# [TASK DESCRIPTION]
Would you transcribe the line containing "the locked chain." and every line after it, through the end of the records below, exactly and with nothing else?

+++

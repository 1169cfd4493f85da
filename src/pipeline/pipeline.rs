//! # Pipeline
//!
//! The ordered handler chain of one connection, bounded by Head and Tail.
//!
//! ## Locking
//! Structural mutation holds the chain's write lock; firing holds the read
//! lock. Firings on one pipeline may overlap each other but never a mutation.
//! Every successful mutation recomputes all routes before the lock is
//! released, so no firing ever observes a stale route.
//!
//! ## Entry points
//! Inbound and lifecycle events enter at Head and travel toward Tail.
//! Outbound messages enter at Tail and travel toward Head.

use std::any::TypeId;
use std::cell::RefCell;
use std::fmt;
use std::sync::atomic::{AtomicU64, Ordering};
use std::sync::{Arc, RwLock, RwLockReadGuard, RwLockWriteGuard};
use tracing::{debug, instrument, warn};

use crate::error::constants::{ERR_CHAIN_READ_LOCK, ERR_CHAIN_WRITE_LOCK};
use crate::error::{PipelineError, Result};
use crate::pipeline::context::Context;
use crate::pipeline::edge::{EdgeListener, LoggingEdgeListener};
use crate::pipeline::handler::Handler;
use crate::pipeline::message::Message;
use crate::pipeline::node::{Chain, Entry, NodeId, Target};
use crate::utils::metrics::{EventKind, Metrics, Timer};

/// A structural change to a pipeline, applied all-or-nothing.
pub enum Mutation<S> {
    AddFirst {
        name: String,
        handler: Arc<dyn Handler<S>>,
    },
    AddLast {
        name: String,
        handler: Arc<dyn Handler<S>>,
    },
    Replace {
        name: String,
        handler: Arc<dyn Handler<S>>,
    },
    Remove {
        name: String,
    },
}

impl<S: 'static> Mutation<S> {
    pub fn add_first(name: impl Into<String>, handler: impl Handler<S>) -> Self {
        Mutation::AddFirst {
            name: name.into(),
            handler: Arc::new(handler),
        }
    }

    pub fn add_last(name: impl Into<String>, handler: impl Handler<S>) -> Self {
        Mutation::AddLast {
            name: name.into(),
            handler: Arc::new(handler),
        }
    }

    pub fn replace(name: impl Into<String>, handler: impl Handler<S>) -> Self {
        Mutation::Replace {
            name: name.into(),
            handler: Arc::new(handler),
        }
    }

    pub fn remove(name: impl Into<String>) -> Self {
        Mutation::Remove { name: name.into() }
    }

    pub fn name(&self) -> &str {
        match self {
            Mutation::AddFirst { name, .. }
            | Mutation::AddLast { name, .. }
            | Mutation::Replace { name, .. }
            | Mutation::Remove { name } => name,
        }
    }
}

impl<S> fmt::Debug for Mutation<S> {
    fn fmt(&self, f: &mut fmt::Formatter<'_>) -> fmt::Result {
        let (op, name) = match self {
            Mutation::AddFirst { name, .. } => ("AddFirst", name),
            Mutation::AddLast { name, .. } => ("AddLast", name),
            Mutation::Replace { name, .. } => ("Replace", name),
            Mutation::Remove { name } => ("Remove", name),
        };
        f.debug_tuple(op).field(name).finish()
    }
}

/// Handler names in both traversal directions, read under one lock.
#[derive(Debug, Clone, PartialEq, Eq)]
pub struct ChainSnapshot {
    /// Head to Tail.
    pub forward: Vec<String>,
    /// Tail to Head.
    pub backward: Vec<String>,
}

/// What a committed mutation linked and unlinked. Hooks run after the chain
/// lock is released so they may touch the pipeline themselves.
struct Applied<S> {
    added: Option<Entry<S>>,
    removed: Option<Entry<S>>,
}

impl<S: 'static> Applied<S> {
    fn notify(&self) {
        if let Some(entry) = &self.removed {
            entry.handler.handler_removed(&entry.name);
        }
        if let Some(entry) = &self.added {
            entry.handler.handler_added(&entry.name);
        }
    }
}

/// Per-connection chain of handlers.
pub struct Pipeline<S> {
    chain: RwLock<Chain<S>>,
    edge: Box<dyn EdgeListener<S>>,
    metrics: Metrics,
    anonymous: AtomicU64,
}

impl<S: 'static> Default for Pipeline<S> {
    fn default() -> Self {
        Self::new()
    }
}

impl<S: 'static> Pipeline<S> {
    /// An empty pipeline with the logging edge listener.
    pub fn new() -> Self {
        Self::with_edge(LoggingEdgeListener)
    }

    /// An empty pipeline whose boundary events go to `edge`.
    pub fn with_edge(edge: impl EdgeListener<S> + 'static) -> Self {
        Self {
            chain: RwLock::new(Chain::new()),
            edge: Box::new(edge),
            metrics: Metrics::new(),
            anonymous: AtomicU64::new(0),
        }
    }

    pub(crate) fn edge(&self) -> &dyn EdgeListener<S> {
        self.edge.as_ref()
    }

    pub fn metrics(&self) -> &Metrics {
        &self.metrics
    }

    fn read_chain(&self) -> Result<RwLockReadGuard<'_, Chain<S>>> {
        self.chain
            .read()
            .map_err(|_| PipelineError::LockPoisoned(ERR_CHAIN_READ_LOCK))
    }

    fn write_chain(&self) -> Result<RwLockWriteGuard<'_, Chain<S>>> {
        self.chain
            .write()
            .map_err(|_| PipelineError::LockPoisoned(ERR_CHAIN_WRITE_LOCK))
    }

    // ------------------------------------------------------------------
    // Mutation
    // ------------------------------------------------------------------

    /// Insert `handler` directly after Head.
    #[instrument(level = "debug", skip(self, handler))]
    pub fn add_first(&self, name: &str, handler: impl Handler<S>) -> Result<()> {
        self.commit(Mutation::AddFirst {
            name: name.to_string(),
            handler: Arc::new(handler),
        })
        .map(|_| ())
    }

    /// Insert `handler` directly before Tail.
    #[instrument(level = "debug", skip(self, handler))]
    pub fn add_last(&self, name: &str, handler: impl Handler<S>) -> Result<()> {
        self.commit(Mutation::AddLast {
            name: name.to_string(),
            handler: Arc::new(handler),
        })
        .map(|_| ())
    }

    /// Insert after Head under a generated name, which is returned.
    pub fn add_first_anonymous(&self, handler: impl Handler<S>) -> Result<String> {
        let name = self.next_anonymous_name();
        self.add_first(&name, handler)?;
        Ok(name)
    }

    /// Insert before Tail under a generated name, which is returned.
    pub fn add_last_anonymous(&self, handler: impl Handler<S>) -> Result<String> {
        let name = self.next_anonymous_name();
        self.add_last(&name, handler)?;
        Ok(name)
    }

    /// Swap the handler named `name` in place, returning the old one.
    #[instrument(level = "debug", skip(self, handler))]
    pub fn replace(&self, name: &str, handler: impl Handler<S>) -> Result<Arc<dyn Handler<S>>> {
        self.commit(Mutation::Replace {
            name: name.to_string(),
            handler: Arc::new(handler),
        })?
        .ok_or_else(|| PipelineError::NodeNotFound(name.to_string()))
    }

    /// Unlink the handler named `name`, returning it.
    #[instrument(level = "debug", skip(self))]
    pub fn remove(&self, name: &str) -> Result<Arc<dyn Handler<S>>> {
        self.commit(Mutation::Remove {
            name: name.to_string(),
        })?
        .ok_or_else(|| PipelineError::NodeNotFound(name.to_string()))
    }

    /// Apply one mutation. Returns the unlinked handler for replace/remove.
    pub fn apply(&self, mutation: Mutation<S>) -> Result<Option<Arc<dyn Handler<S>>>> {
        self.commit(mutation)
    }

    fn next_anonymous_name(&self) -> String {
        format!("{:x}", self.anonymous.fetch_add(1, Ordering::Relaxed))
    }

    fn commit(&self, mutation: Mutation<S>) -> Result<Option<Arc<dyn Handler<S>>>> {
        let _timer = Timer::start("pipeline.mutation");
        let applied = {
            let mut chain = self.write_chain()?;
            Self::apply_to(&mut chain, mutation)?
        };
        self.metrics.mutation();
        applied.notify();
        Ok(applied.removed.map(|entry| entry.handler))
    }

    fn apply_to(chain: &mut Chain<S>, mutation: Mutation<S>) -> Result<Applied<S>> {
        match mutation {
            Mutation::AddFirst { name, handler } => {
                let name: Arc<str> = Arc::from(name);
                chain.insert_after_head(name.clone(), handler.clone())?;
                debug!(node = &*name, "Handler added first");
                Ok(Applied {
                    added: Some(Entry { name, handler }),
                    removed: None,
                })
            }
            Mutation::AddLast { name, handler } => {
                let name: Arc<str> = Arc::from(name);
                chain.insert_before_tail(name.clone(), handler.clone())?;
                debug!(node = &*name, "Handler added last");
                Ok(Applied {
                    added: Some(Entry { name, handler }),
                    removed: None,
                })
            }
            Mutation::Replace { name, handler } => {
                let old = chain.replace(&name, handler.clone())?;
                debug!(node = name.as_str(), "Handler replaced");
                Ok(Applied {
                    added: Some(Entry {
                        name: old.name.clone(),
                        handler,
                    }),
                    removed: Some(old),
                })
            }
            Mutation::Remove { name } => {
                let old = chain.remove(&name)?;
                debug!(node = name.as_str(), "Handler removed");
                Ok(Applied {
                    added: None,
                    removed: Some(old),
                })
            }
        }
    }

    /// Apply mutations queued by handlers during a firing, in order. Every
    /// mutation is attempted; the first failure is returned.
    fn apply_deferred(&self, queued: Vec<Mutation<S>>) -> Result<()> {
        let mut first_error = None;
        let mut committed = Vec::with_capacity(queued.len());
        {
            let mut chain = self.write_chain()?;
            for mutation in queued {
                let name = mutation.name().to_string();
                match Self::apply_to(&mut chain, mutation) {
                    Ok(applied) => committed.push(applied),
                    Err(error) => {
                        warn!(node = %name, error = %error, "Deferred mutation failed");
                        first_error.get_or_insert(error);
                    }
                }
            }
        }
        for applied in &committed {
            self.metrics.mutation();
            applied.notify();
        }
        match first_error {
            Some(error) => Err(error),
            None => Ok(()),
        }
    }

    // ------------------------------------------------------------------
    // Queries
    // ------------------------------------------------------------------

    pub fn contains(&self, name: &str) -> Result<bool> {
        Ok(self.read_chain()?.find(name).is_some())
    }

    /// Number of handlers, excluding Head and Tail.
    pub fn len(&self) -> Result<usize> {
        Ok(self.read_chain()?.len())
    }

    pub fn is_empty(&self) -> Result<bool> {
        Ok(self.len()? == 0)
    }

    /// Handler names from Head to Tail.
    pub fn names(&self) -> Result<Vec<String>> {
        let chain = self.read_chain()?;
        Ok(Self::names_of(&chain, chain.forward_ids()))
    }

    pub fn snapshot(&self) -> Result<ChainSnapshot> {
        let chain = self.read_chain()?;
        Ok(ChainSnapshot {
            forward: Self::names_of(&chain, chain.forward_ids()),
            backward: Self::names_of(&chain, chain.backward_ids()),
        })
    }

    fn names_of(chain: &Chain<S>, ids: Vec<NodeId>) -> Vec<String> {
        ids.into_iter()
            .map(|id| chain.node(id).name().to_string())
            .collect()
    }

    /// Name of the handler an inbound `T` fired now would reach first, or
    /// `None` if it would go straight to the edge.
    pub fn resolve_received<T: 'static>(&self) -> Result<Option<String>> {
        let chain = self.read_chain()?;
        let (target, _) = chain.route_received(chain.head, TypeId::of::<T>());
        Ok(Self::target_name(&chain, target))
    }

    /// Name of the handler an outbound `T` sent now would reach first.
    pub fn resolve_sending<T: 'static>(&self) -> Result<Option<String>> {
        let chain = self.read_chain()?;
        let (target, _) = chain.route_sending(chain.tail, TypeId::of::<T>());
        Ok(Self::target_name(&chain, target))
    }

    fn target_name(chain: &Chain<S>, target: Target) -> Option<String> {
        match target {
            Target::Node(id) => Some(chain.node(id).name().to_string()),
            Target::Edge => None,
        }
    }

    // ------------------------------------------------------------------
    // Firing
    // ------------------------------------------------------------------

    /// Run `dispatch` under the read lock with a context positioned at Head
    /// or Tail, then apply whatever the handlers scheduled.
    fn fire<F>(&self, from_tail: bool, dispatch: F) -> Result<()>
    where
        F: FnOnce(&Context<'_, S>) -> Result<()>,
    {
        let deferred = RefCell::new(Vec::new());
        let result = {
            let chain = self.read_chain()?;
            let start = if from_tail { chain.tail } else { chain.head };
            let ctx = Context::new(self, &chain, start, &deferred);
            dispatch(&ctx)
        };
        let queued = deferred.into_inner();
        if queued.is_empty() {
            return result;
        }
        let applied = self.apply_deferred(queued);
        result.and(applied)
    }

    pub fn fire_session_opened(&self, session: &S) -> Result<()> {
        self.metrics.event_fired(EventKind::Opened);
        self.fire(false, |ctx| ctx.fire_session_opened(session))
    }

    /// Fire the closed event, then unlink every handler. The pipeline is
    /// empty afterwards and each handler sees `handler_removed`.
    pub fn fire_session_closed(&self, session: &S) -> Result<()> {
        self.metrics.event_fired(EventKind::Closed);
        let result = self.fire(false, |ctx| ctx.fire_session_closed(session));
        let removed = self.write_chain()?.clear();
        debug!(handlers = removed.len(), "Pipeline cleared after close");
        for entry in &removed {
            entry.handler.handler_removed(&entry.name);
        }
        result
    }

    pub fn fire_exception_caught(&self, session: &S, error: PipelineError) -> Result<()> {
        self.metrics.event_fired(EventKind::Exception);
        self.fire(false, |ctx| ctx.fire_exception_caught(session, error))
    }

    pub fn fire_message_received(&self, session: &S, msg: Message, channel: u32) -> Result<()> {
        self.metrics.event_fired(EventKind::Received);
        self.fire(false, |ctx| ctx.fire_message_received(session, msg, channel))
    }

    /// Send an outbound message. It enters at Tail and travels toward Head.
    pub fn fire_message_sent(&self, session: &S, msg: Message, channel: u32) -> Result<()> {
        self.metrics.event_fired(EventKind::Sent);
        self.fire(true, |ctx| ctx.fire_message_sent(session, msg, channel))
    }
}

impl<S> fmt::Debug for Pipeline<S> {
    fn fmt(&self, f: &mut fmt::Formatter<'_>) -> fmt::Result {
        f.debug_struct("Pipeline")
            .field("metrics", &self.metrics)
            .finish_non_exhaustive()
    }
}

#[cfg(test)]
impl<S: 'static> Pipeline<S> {
    /// Run `check` against the locked chain.
    pub(crate) fn with_chain<R>(&self, check: impl FnOnce(&Chain<S>) -> R) -> R {
        let chain = self.chain.read().unwrap_or_else(std::sync::PoisonError::into_inner);
        check(&chain)
    }
}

+++

# [WRITTEN RESPONSE]
    /// Run `check` against the locked chain.
    pub(crate) fn with_chain<R>(&self, check: impl FnOnce(&Chain<S>) -> R) -> R {
        let chain = self.chain.read().unwrap_or_else(std::sync::PoisonError::into_inner);
        check(&chain)
    }
}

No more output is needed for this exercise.